This new funding will allow us to take the Wilkes County model statewide. The strength of Project Lazarus lies in the commitment of local stakeholders and state organizations willing to take on the responsibility of improving care.
Raleigh, North Carolina (PRWEB) April 17, 2013
Prescription drug overdoses have reached epidemic proportions in North Carolina and across the nation. In response to that challenge, Community Care of North Carolina (CCNC) today announced a $2.6 million investment in Project Lazarus, a statewide program aimed at addressing chronic pain issues and combating prescription drug abuse. Funding from the Kate B. Reynolds Charitable Trust and the N.C. Office of Rural Health and Community Care will allow CCNC to implement a community-based approach to the problem over the next two years. Modeled after a highly successful pilot program in Wilkes County, the statewide Project Lazarus program will assist North Carolina providers in getting the appropriate pain control medication to patients who need it while minimizing the risk of addiction – and dealing effectively with dependence issues that develop.
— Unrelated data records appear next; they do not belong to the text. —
#![allow(dead_code)]

use std::f64::consts::TAU;
use std::io::Write;

use chrono::{DateTime, Duration, NaiveTime, TimeZone, Utc};
use rand::rngs::StdRng;
use rand::SeedableRng;
use rand_distr::{Distribution, Normal};
use tempfile::NamedTempFile;

use satphot_core::lightcurve::{LightCurve, LightCurveDraft, Samples};

pub const DATE: &str = "2025-01-30";

/// `HH:MM:SS.fff` for a number of seconds after midnight, wrapping at 24 h.
pub fn time_of_day(seconds: f64) -> String {
    let ms = (seconds * 1000.0).round() as i64;
    let ms = ms.rem_euclid(86_400_000);
    let t = NaiveTime::from_num_seconds_from_midnight_opt(
        (ms / 1000) as u32,
        ((ms % 1000) * 1_000_000) as u32,
    )
    .unwrap();
    t.format("%H:%M:%S%.3f").to_string()
}

/// Row times starting at `start` seconds after midnight, `dt` apart.
pub fn row_times(start: f64, dt: f64, n: usize) -> Vec<String> {
    (0..n).map(|i| time_of_day(start + i as f64 * dt)).collect()
}

/// Legacy two-band (`.phc`) file text.
pub fn two_band_text(norad: u32, dt: f64, times: &[String], mags: &[(f64, f64)]) -> String {
    let mut s = String::new();
    s += &format!("{DATE} {}000\n", times[0]);
    s += &format!("{DATE} {}000\n", times[times.len() - 1]);
    s += "COSPAR ID = 2022-002A\n";
    s += &format!("NORAD ID = {norad}\n");
    s += "NAME = STARLINK-3259\n";
    s += &format!("dt = {dt}\n");
    s += "Time  impB  impV  fonB  fonV  mB  mV  Az  El  Rg\n";
    for (t, (b, v)) in times.iter().zip(mags) {
        s += &format!("{t} 1200 1500 30 40 {b:.4} {v:.4} 182.5 45.1 1050.2\n");
    }
    s
}

/// Single-band (`.ph<label>`) file text; `with_error` adds the magnitude
/// error column.
pub fn single_band_text(
    norad: u32,
    dt: f64,
    times: &[String],
    mags: &[f64],
    with_error: bool,
    filter: Option<&str>,
) -> String {
    let mut s = String::new();
    s += "# Satellite photometry\n";
    s += "# STARLINK-1007\n";
    s += "# 1 44713U 19074A   25030.50000000  .00001234  00000-0  12345-3 0  9991\n";
    s += "# 2 44713  53.0540 123.4567 0001234  89.1234 270.9876 15.06390000 12345\n";
    s += &format!("# {DATE} {}000;\n", times[0]);
    s += &format!("# {DATE} {}000;\n", times[times.len() - 1]);
    s += "# COSPAR = 2019-074A\n";
    s += &format!("# NORAD  = {norad}\n");
    s += "# NAME  = STARLINK-1007\n";
    s += &format!("# dt = {dt}\n");
    s += "# SITE_NAME   = Derenivka\n";
    if let Some(f) = filter {
        s += &format!("# Filter = {f}\n");
    }
    for (t, m) in times.iter().zip(mags) {
        if with_error {
            s += &format!("{DATE} {t} 512.1 498.7 3.2 1.1 15000.0 120.0 {m:.4} 0.0150 182.5 45.1 1050.2\n");
        } else {
            s += &format!("{DATE} {t} 512.1 498.7 3.2 15000.0 120.0 {m:.4} 182.5 45.1 1050.2\n");
        }
    }
    s
}

/// Write `contents` to a temp file with the given extension.
pub fn write_temp(contents: &str, extension: &str) -> NamedTempFile {
    let mut file = tempfile::Builder::new()
        .suffix(&format!(".{extension}"))
        .tempfile()
        .unwrap();
    file.write_all(contents.as_bytes()).unwrap();
    file.flush().unwrap();
    file
}

/// Magnitudes `base + amplitude * sin(2 pi t / period)` at `t = i * dt`.
pub fn sinusoid(n: usize, dt: f64, period: f64, amplitude: f64) -> Vec<f64> {
    (0..n)
        .map(|i| 12.0 + amplitude * (TAU * i as f64 * dt / period).sin())
        .collect()
}

/// Seeded Gaussian noise around magnitude 12.
pub fn gaussian_noise(n: usize, sigma: f64, seed: u64) -> Vec<f64> {
    let mut rng = StdRng::seed_from_u64(seed);
    let normal = Normal::new(0.0, sigma).unwrap();
    (0..n).map(|_| 12.0 + normal.sample(&mut rng)).collect()
}

pub fn start_time() -> DateTime<Utc> {
    Utc.with_ymd_and_hms(2025, 1, 30, 17, 19, 41).unwrap()
}

/// In-memory light curve with evenly spaced samples.
pub fn light_curve(dt: f64, magnitude: Vec<f64>, magnitude_error: Option<Vec<f64>>) -> LightCurve {
    let start = start_time();
    let timestamps: Vec<DateTime<Utc>> = (0..magnitude.len())
        .map(|i| start + Duration::microseconds((i as f64 * dt * 1e6).round() as i64))
        .collect();
    let end = timestamps.last().copied().unwrap_or(start);
    LightCurve::from_draft(
        1,
        1,
        LightCurveDraft {
            band: "V".into(),
            start_time: start,
            end_time: end,
            sample_interval: dt,
            site: None,
            tle_snapshot: None,
            samples: Samples {
                timestamps,
                magnitude,
                magnitude_error,
                ..Samples::default()
            },
        },
    )
}
use std::path::PathBuf;

use anyhow::{Context as _, Result};
use clap::Args;
use satphot_core::lightcurve::LightCurveId;
use satphot_core::pipeline::{compute_period, refine, set_manual_period};

use super::{write_output, Context};

#[derive(Args)]
pub struct PeriodArgs {
    /// Light curve id
    pub id: LightCurveId,

    /// Search only near this period (seconds)
    #[arg(long)]
    pub seed: Option<f64>,
}

#[derive(Args)]
pub struct RefineArgs {
    /// Light curve id
    pub id: LightCurveId,

    /// Candidate period in seconds (defaults to the stored period)
    #[arg(short, long)]
    pub period: Option<f64>,

    /// Write the folded curves as JSON to this file
    #[arg(short, long)]
    pub output: Option<PathBuf>,
}

#[derive(Args)]
pub struct SetPeriodArgs {
    /// Light curve id
    pub id: LightCurveId,

    /// Period in seconds
    pub seconds: f64,
}

pub fn run(args: &PeriodArgs, ctx: &Context) -> Result<()> {
    let mut store = ctx.open_store()?;
    let estimate = compute_period(&mut store, args.id, args.seed, &ctx.config)
        .with_context(|| format!("Failed to estimate period of light curve {}", args.id))?;
    println!("Light curve {}: {estimate}", args.id);
    Ok(())
}

pub fn run_refine(args: &RefineArgs, ctx: &Context) -> Result<()> {
    let store = ctx.open_store()?;
    let refined = refine(&store, args.id, args.period, &ctx.config)
        .with_context(|| format!("Failed to refine period of light curve {}", args.id))?;

    println!("Candidate: {:.3} s", refined.candidate);
    match (refined.refined, refined.theta) {
        (Some(p), Some(theta)) => println!("Refined:   {p:.3} s (theta {theta:.4})"),
        _ => println!("Refined:   none (dispersion undefined over the search band)"),
    }

    if let Some(output) = &args.output {
        let json = serde_json::to_string_pretty(&refined)?;
        write_output(Some(output), &json)?;
    }
    Ok(())
}

pub fn run_set_period(args: &SetPeriodArgs, ctx: &Context) -> Result<()> {
    let mut store = ctx.open_store()?;
    set_manual_period(&mut store, args.id, args.seconds)
        .with_context(|| format!("Failed to set period of light curve {}", args.id))?;
    println!("Light curve {}: {:.3} s (manual)", args.id, args.seconds);
    Ok(())
}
CCNC aims to stem the tide of prescription drug overdoses that have reached staggering numbers in recent years. Unintentional poisoning deaths in North Carolina now equal deaths caused by motor vehicle accidents, a grim and significant milestone. According to a report by the Institute of Medicine, the national cost of treating chronic pain may be as much as $635 billion, and long-term pain impacts more patients in the U.S. than heart disease, cancer and diabetes combined.
Project Lazarus, a community-based approach to reducing the overuse and misuse of opioids, was launched in Wilkes County in 2008 to address the particularly high rates of overdose deaths in that region. Northwest Community Care Network, one of CCNC’s 14 regional provider networks, and Fred Brason II of Project Lazarus led a broad coalition of community stakeholders that included emergency room physicians, local hospitals, primary care doctors, faith-based programs and law enforcement.
Project Lazarus’ results in Wilkes County were stunning, including a drop in the overdose death rate of 69%, a reduction of substance abuse-related Emergency Department admissions of 15.3%, and more than 70% of Wilkes County prescribers registering with the State’s controlled substances drug monitoring program versus a statewide average of 26%.
The Wilkes County experience suggests that with the infrastructure of Community Care of North Carolina and support from county coalitions organized under Project Lazarus, similar results should be attainable statewide. Today’s grants fill in the missing piece of the puzzle: the resources necessary to take the training statewide.
“Support from the Kate B. Reynolds Charitable Trust and the N.C. Office of Rural Health and Community Care will allow us to take the Wilkes County model statewide,” said L. Allen Dobson, Jr., MD, President and CEO of CCNC. “We would like to thank both funding organizations for providing the resources needed to address this critical public health issue.
“The strength of Project Lazarus lies in the commitment of the stakeholders in state organizations and local communities who are willing to take on the responsibility of improving care for chronic pain patients across North Carolina. Many of these groups are represented here today.”
The $1.3 million investment from the Kate B. Reynolds Charitable Trust and a matching $1.3 million in public dollars will pay for statewide training in evidence-based approaches to pain management, including provider toolkits tailored for care managers, emergency room physicians and primary care physicians. In addition, CCNC will provide a chronic pain coordinator in each of its 14 regional network locations to work with physicians and others in the effort.
“The Trust is making a major investment in this effort because we believe there’s an opportunity for high impact results – similar to the successful outcomes in Wilkes County – in many of the state’s rural counties and communities,” said Allen Smart, director of the Health Care Division of the Kate B. Reynolds Charitable Trust. “We are excited to be a part of a public-private partnership that’s committed to addressing this problem at the local, regional and state level in a comprehensive and coordinated way.”
On hand for the announcement were representatives of a number of stakeholders in the Project Lazarus effort, including the NC Medical Society, the NC Hospital Association, The NC College of Emergency Physicians, the NC Division of Mental Health, Developmental Disabilities and Substance Abuse Services, the NC Division of Public Health, the U.S. Army and the State Bureau of Investigation.